The right wing personalities worth following are rarely universal, because most people aren't infinite polyglots. And most issues aren't appropriate for all styles of people. Matt Walsh is basically a comedian. He is best followed when discussing DEI and Transgender issues, because the appropriate level of seriousness the left wing positions on those topics deserve is mockery and scorn. Matt Walsh barely talks about climate change (except to mock someone like Greta Thunburg) because its not an appropriate issue for his style, and he luckily knows it.

Someone like Bjorn Lundberg is more appropriate for talking about climate change because, while the left wing talking points around the issue are also absurd, it is a serious issue where much more nuance is actually appropriate. If you are looking for a one size fits all solution to understanding the right, you probably will not find one that satisfies you. But if you think there is one on the left I would like to know who you think that is. I would expect I would find several positions that quickly fall apart. I mean, just look at the pathetic performance of Sam Seder on that "stacked" show (I think that is the name) that is now going viral.

There are few, but they exist. But there are also few on the left (none really that I can recall). You have Douglas Murray, Charles Murray (coincidence?), Victor Davis Hanson, and Niall Ferguson who all talk about modern issues from mostly right of center perspectives.
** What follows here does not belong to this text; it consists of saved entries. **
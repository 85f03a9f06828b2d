//! Editor state and view model computation.
//!
//! [`EditorState`] owns the ordered rows for one editing session together
//! with the row-set selection the keyboard manipulates. Selection is kept as
//! a `BTreeSet` of row indices, the way a table widget tracks highlighted
//! rows, and is translated to [`Selection`] ranges only for the duration of
//! a move.
//!
//! # Example
//!
//! ```
//! use langorder::app::EditorState;
//! use langorder::reorder::Direction;
//! use langorder::{Row, Theme};
//!
//! let rows = vec![Row::new("en", "English"), Row::new("de", "Deutsch")];
//! let mut state = EditorState::new(rows, Theme::default());
//! state.cursor_down();
//! let outcome = state.move_selected(Direction::Up)?;
//! assert!(outcome.is_moved());
//! assert_eq!(state.ordered_codes(), vec!["de", "en"]);
//! # Ok::<(), langorder::LangorderError>(())
//! ```

use crate::domain::error::Result;
use crate::domain::{Row, Selection};
use crate::reorder::{self, Direction, MoveOutcome};
use crate::ui::theme::Theme;
use crate::ui::viewmodel::{DisplayItem, EmptyState, FooterInfo, HeaderInfo, UIViewModel};
use std::collections::BTreeSet;

/// Width of the CODE column, including its trailing gap.
const CODE_COLUMN_WIDTH: usize = 10;

/// Width of the cursor marker prefix.
const MARKER_WIDTH: usize = 2;

/// Lines taken by header, borders, column titles and footer.
const CHROME_ROWS: usize = 6;

/// State of one editing session.
#[derive(Debug, Clone)]
pub struct EditorState {
    /// The ordered sequence being edited.
    pub rows: Vec<Row>,

    /// Indices of highlighted rows.
    pub selected: BTreeSet<usize>,

    /// Row with keyboard focus. Always `< rows.len()` when rows exist.
    pub cursor: usize,

    /// Row the viewport keeps visible.
    pub reveal_row: usize,

    /// Color scheme for UI rendering.
    pub theme: Theme,

    /// Set once preferences have been loaded into the session.
    pub loaded: bool,

    /// Set once the session has been closed and its order handed off.
    pub finished: bool,

    /// Message from a failed load, shown in place of the table.
    pub load_error: Option<String>,
}

impl EditorState {
    /// Creates a session over `rows`, selecting the first row.
    #[must_use]
    pub fn new(rows: Vec<Row>, theme: Theme) -> Self {
        let mut state = Self::empty(theme);
        state.load(rows);
        state
    }

    /// Creates a session with nothing loaded yet.
    #[must_use]
    pub fn empty(theme: Theme) -> Self {
        Self {
            rows: Vec::new(),
            selected: BTreeSet::new(),
            cursor: 0,
            reveal_row: 0,
            theme,
            loaded: false,
            finished: false,
            load_error: None,
        }
    }

    /// Replaces the sequence with freshly loaded rows.
    ///
    /// The first row starts out selected.
    pub fn load(&mut self, rows: Vec<Row>) {
        tracing::debug!(count = rows.len(), "loading preference rows");

        self.rows = rows;
        self.selected.clear();
        self.cursor = 0;
        self.reveal_row = 0;
        self.loaded = true;
        self.load_error = None;

        if !self.rows.is_empty() {
            self.selected.insert(0);
        }
    }

    /// Current highlight as selection ranges.
    #[must_use]
    pub fn selection(&self) -> Selection {
        Selection::from_rows(self.selected.iter().copied())
    }

    /// Moves the cursor up one row and selects only that row.
    ///
    /// Returns whether the cursor or the selection changed.
    pub fn cursor_up(&mut self) -> bool {
        if self.rows.is_empty() {
            return false;
        }
        self.select_only(self.cursor.saturating_sub(1))
    }

    /// Moves the cursor down one row and selects only that row.
    ///
    /// Returns whether the cursor or the selection changed.
    pub fn cursor_down(&mut self) -> bool {
        if self.rows.is_empty() {
            return false;
        }
        self.select_only((self.cursor + 1).min(self.rows.len() - 1))
    }

    /// Moves the cursor up without touching the selection.
    pub fn focus_up(&mut self) -> bool {
        if self.cursor == 0 {
            return false;
        }
        self.cursor -= 1;
        self.reveal_row = self.cursor;
        true
    }

    /// Moves the cursor down without touching the selection.
    pub fn focus_down(&mut self) -> bool {
        if self.cursor + 1 >= self.rows.len() {
            return false;
        }
        self.cursor += 1;
        self.reveal_row = self.cursor;
        true
    }

    /// Adds the cursor row to the selection, or removes it if already selected.
    pub fn toggle_cursor_row(&mut self) -> bool {
        if self.rows.is_empty() {
            return false;
        }
        if !self.selected.remove(&self.cursor) {
            self.selected.insert(self.cursor);
        }
        true
    }

    pub fn select_all(&mut self) -> bool {
        let before = self.selected.len();
        self.selected = (0..self.rows.len()).collect();
        self.selected.len() != before
    }

    pub fn clear_selection(&mut self) -> bool {
        let had_selection = !self.selected.is_empty();
        self.selected.clear();
        had_selection
    }

    /// Moves every selected row one step in `direction`.
    ///
    /// The old highlight is cleared before rows are swapped and the shifted
    /// ranges are highlighted again afterwards. On a real move the viewport
    /// target becomes the row returned by the engine, and the cursor stays on
    /// the same logical row.
    ///
    /// # Errors
    ///
    /// Returns [`LangorderError::InvalidSelection`](crate::LangorderError::InvalidSelection)
    /// if the highlight references rows that no longer exist. The state is
    /// left unchanged in that case.
    pub fn move_selected(&mut self, direction: Direction) -> Result<MoveOutcome> {
        let mut selection = self.selection();
        selection.check_bounds(self.rows.len())?;

        let highlighted = std::mem::take(&mut self.selected);
        let outcome = reorder::move_selection(&mut self.rows, &mut selection, direction);
        self.selected = selection.rows().collect();

        if let MoveOutcome::Moved { reveal_row } = outcome {
            self.cursor = follow_row(self.cursor, &highlighted, direction);
            self.reveal_row = reveal_row;
            tracing::debug!(
                direction = ?direction,
                selected = self.selected.len(),
                reveal_row,
                "selection moved"
            );
        } else {
            tracing::debug!(direction = ?direction, "move ignored at boundary");
        }

        Ok(outcome)
    }

    /// Final identities in order, display names dropped.
    #[must_use]
    pub fn ordered_codes(&self) -> Vec<String> {
        self.rows.iter().map(|row| row.code.clone()).collect()
    }

    /// Computes a renderable view model for a pane of `rows` x `cols`.
    ///
    /// The visible window is centred on `reveal_row`, and slides back when
    /// that would leave empty lines at the end.
    #[must_use]
    pub fn compute_viewmodel(&self, rows: usize, cols: usize) -> UIViewModel {
        let header = self.compute_header();
        let footer = Self::compute_footer();

        if self.rows.is_empty() {
            return UIViewModel {
                display_items: vec![],
                header,
                footer,
                empty_state: Some(self.compute_empty_state()),
            };
        }

        let available_rows = rows.saturating_sub(CHROME_ROWS).max(1);

        let mut visible_start = self.reveal_row.saturating_sub(available_rows / 2);
        let visible_end = (visible_start + available_rows).min(self.rows.len());
        if visible_end - visible_start < available_rows {
            visible_start = visible_end.saturating_sub(available_rows);
        }

        let max_name_width = cols.saturating_sub(CODE_COLUMN_WIDTH + MARKER_WIDTH);
        let display_items = (visible_start..visible_end)
            .map(|index| DisplayItem {
                code: truncate(&self.rows[index].code, CODE_COLUMN_WIDTH - 1),
                name: truncate(&self.rows[index].name, max_name_width),
                is_selected: self.selected.contains(&index),
                is_cursor: index == self.cursor,
            })
            .collect();

        UIViewModel {
            display_items,
            header,
            footer,
            empty_state: None,
        }
    }

    fn select_only(&mut self, row: usize) -> bool {
        let unchanged = row == self.cursor
            && row == self.reveal_row
            && self.selected.len() == 1
            && self.selected.contains(&row);
        self.cursor = row;
        self.reveal_row = row;
        if unchanged {
            return false;
        }
        self.selected.clear();
        self.selected.insert(row);
        true
    }

    fn compute_header(&self) -> HeaderInfo {
        let title = if self.selected.is_empty() {
            format!(" Language Preferences ({}) ", self.rows.len())
        } else {
            format!(
                " Language Preferences ({}, {} selected) ",
                self.rows.len(),
                self.selected.len()
            )
        };
        HeaderInfo { title }
    }

    fn compute_footer() -> FooterInfo {
        FooterInfo {
            keybindings: "j/k: navigate  Space: toggle  a/c: all/none  J/K: move down/up  Enter: save & close"
                .to_string(),
        }
    }

    fn compute_empty_state(&self) -> EmptyState {
        match &self.load_error {
            Some(error) => EmptyState {
                message: "Could not load language preferences".to_string(),
                subtitle: error.clone(),
            },
            None if !self.loaded => EmptyState {
                message: "Loading language preferences...".to_string(),
                subtitle: "Waiting for file access permission".to_string(),
            },
            None => EmptyState {
                message: "No languages to order".to_string(),
                subtitle: "Press Enter to close".to_string(),
            },
        }
    }
}

/// Where the row at `row` ends up after a successful move of `selected`.
///
/// A selected row shifts by one. An unselected row directly above (for up)
/// or below (for down) a selected run is pushed past that run. Every other
/// row stays put.
fn follow_row(row: usize, selected: &BTreeSet<usize>, direction: Direction) -> usize {
    if selected.contains(&row) {
        return match direction {
            Direction::Up => row - 1,
            Direction::Down => row + 1,
        };
    }
    match direction {
        Direction::Up => row + (row + 1..).take_while(|r| selected.contains(r)).count(),
        Direction::Down => row - (0..row).rev().take_while(|r| selected.contains(r)).count(),
    }
}

fn truncate(text: &str, max_chars: usize) -> String {
    if text.chars().count() <= max_chars {
        return text.to_string();
    }
    let keep = max_chars.saturating_sub(3);
    let mut truncated: String = text.chars().take(keep).collect();
    truncated.push_str("...");
    truncated
}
Then there are also some of the more pragmatic (some will be controversial and/or considered evil by many here I think) ones like John Yoo who is a very good SCOTUS prognosticator and pontificates on legal issues from a right of center perspective, in that vein we also have Steven Miller on immigration, Molly Hemingway on media corruption, Bjorn Lomborg on climate change, and some others.

Who on the left could get invited plausibly to a DNC event that talks about any major issue of the day honestly and frankly? It is hard to say. Which, again, is why it is hard for me to take Hanania and others talking about this sort of topic seriously. If "intellectual" is just code for "politely repeats left wing propaganda" then it has no real persuasive power to me.

When you add stuff to your platform that didn't used to be there, some of the people who liked the old platform will decide they don't like the new platform and depart.

Not being a Hanania follower, I don't really know what you are referring to here.

All the criticisms I've seen of him recently is of him staking out what I consider to be incoherent positions and/or fearmongering about right wing developments that would take 20 years of progression to get us to sanity, minimum, then another 20 years of continuing to get us to the "other end of the pendulum" wherein the right was as powerful and crazy as the left was in 2022 on whatever point he is droning on about. In other words, when I see him being talked about now, he generally just seems wrong and/or stupid.

Reversed stupidity is still not intelligence.

True, but entirely over-applied by centrists nowadays when talking about the right's or right-aligned responses. In fact, I most often see it deployed as a statement when a centrist is commenting on one of the issues the left is not able to articulate a right wing argument on, and because most centrists live in left wing media environments, they too cannot articulate the RW theory of the issue.

Its not just about making the outgroup angry, it is why they are angry. That reason is that they are losing money that they were deploying both as sinecures for party loyalists, and also money for straight up political activity. Every program will have its charismatic sob stories, but between USAID the Department of Education, and others, a lot of left wing money has the potential to simply dry up. I've commented a few times now, with little engagement on this point, but aren't a lot of honest left-of-center people REALLY embarrassed about how huge portions of the movement are being revealed as government funded astroturf? With that plus the ACTBlue fraud, is there any actual grassroots to the movement at all? What is the response to this? "Yes the left should be funded by the government?" That would be honest for the people angry about various cuts to say, but can they bring themselves to be honest on this point?

If you are funding Ukraine, your resources are being depleted as well.